▸ PROBLEM REQUIREMENTS
Below are the records; copy exactly the stretch from the line containing "with component details." through the line containing "table of records", both ends included, and nothing else.

Collected data entries
###
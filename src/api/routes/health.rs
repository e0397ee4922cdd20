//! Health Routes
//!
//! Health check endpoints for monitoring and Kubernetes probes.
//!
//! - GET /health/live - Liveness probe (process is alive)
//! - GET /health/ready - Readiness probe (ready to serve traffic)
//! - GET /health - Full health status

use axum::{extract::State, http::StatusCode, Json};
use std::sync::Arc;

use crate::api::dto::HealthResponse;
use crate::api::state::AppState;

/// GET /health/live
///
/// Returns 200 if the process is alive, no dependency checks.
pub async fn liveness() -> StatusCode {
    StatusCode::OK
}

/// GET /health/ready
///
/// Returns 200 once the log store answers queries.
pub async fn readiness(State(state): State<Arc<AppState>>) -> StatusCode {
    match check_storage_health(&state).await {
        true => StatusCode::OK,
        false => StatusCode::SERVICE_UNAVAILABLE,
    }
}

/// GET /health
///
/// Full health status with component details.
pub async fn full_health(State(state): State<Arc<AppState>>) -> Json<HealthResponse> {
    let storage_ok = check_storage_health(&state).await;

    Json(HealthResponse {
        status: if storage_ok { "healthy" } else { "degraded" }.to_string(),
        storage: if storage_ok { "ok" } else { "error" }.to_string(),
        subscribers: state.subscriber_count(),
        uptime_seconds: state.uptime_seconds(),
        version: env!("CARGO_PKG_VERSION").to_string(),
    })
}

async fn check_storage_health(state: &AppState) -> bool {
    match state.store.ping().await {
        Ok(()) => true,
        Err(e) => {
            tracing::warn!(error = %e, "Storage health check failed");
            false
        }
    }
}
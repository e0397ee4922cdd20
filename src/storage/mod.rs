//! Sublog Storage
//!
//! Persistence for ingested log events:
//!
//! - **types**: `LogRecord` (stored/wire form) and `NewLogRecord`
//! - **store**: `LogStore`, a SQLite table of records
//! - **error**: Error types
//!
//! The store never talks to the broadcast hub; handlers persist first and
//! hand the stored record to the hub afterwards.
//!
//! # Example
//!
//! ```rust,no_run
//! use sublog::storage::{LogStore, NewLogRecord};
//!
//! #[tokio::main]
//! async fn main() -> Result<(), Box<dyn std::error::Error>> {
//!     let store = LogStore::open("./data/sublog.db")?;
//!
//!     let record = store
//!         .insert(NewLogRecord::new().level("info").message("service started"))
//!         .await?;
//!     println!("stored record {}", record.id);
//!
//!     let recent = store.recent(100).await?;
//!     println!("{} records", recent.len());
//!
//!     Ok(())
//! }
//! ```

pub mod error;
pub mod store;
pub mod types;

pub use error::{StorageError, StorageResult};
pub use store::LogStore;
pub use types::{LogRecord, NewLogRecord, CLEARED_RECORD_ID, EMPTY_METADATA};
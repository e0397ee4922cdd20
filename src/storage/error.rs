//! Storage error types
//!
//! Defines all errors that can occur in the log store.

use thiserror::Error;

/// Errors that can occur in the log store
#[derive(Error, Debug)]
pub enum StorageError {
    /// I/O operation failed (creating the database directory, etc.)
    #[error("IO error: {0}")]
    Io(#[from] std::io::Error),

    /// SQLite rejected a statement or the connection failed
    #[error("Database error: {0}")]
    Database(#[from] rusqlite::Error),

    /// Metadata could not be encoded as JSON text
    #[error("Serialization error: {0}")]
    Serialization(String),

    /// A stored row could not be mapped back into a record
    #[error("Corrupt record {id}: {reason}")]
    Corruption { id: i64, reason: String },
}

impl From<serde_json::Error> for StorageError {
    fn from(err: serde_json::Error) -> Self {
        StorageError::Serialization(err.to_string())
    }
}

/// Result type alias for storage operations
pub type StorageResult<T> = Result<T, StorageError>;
###
▸ FINISHED TASK
/// Full health status with component details.
pub async fn full_health(State(state): State<Arc<AppState>>) -> Json<HealthResponse> {
    let storage_ok = check_storage_health(&state).await;

    Json(HealthResponse {
        status: if storage_ok { "healthy" } else { "degraded" }.to_string(),
        storage: if storage_ok { "ok" } else { "error" }.to_string(),
        subscribers: state.subscriber_count(),
        uptime_seconds: state.uptime_seconds(),
        version: env!("CARGO_PKG_VERSION").to_string(),
    })
}

async fn check_storage_health(state: &AppState) -> bool {
    match state.store.ping().await {
        Ok(()) => true,
        Err(e) => {
            tracing::warn!(error = %e, "Storage health check failed");
            false
        }
    }
}
repository e0397ee4922cdd20
filename src/storage/mod.rs
//! Sublog Storage
//!
//! Persistence for ingested log events:
//!
//! - **types**: `LogRecord` (stored/wire form) and `NewLogRecord`
//! - **store**: `LogStore`, a SQLite table of records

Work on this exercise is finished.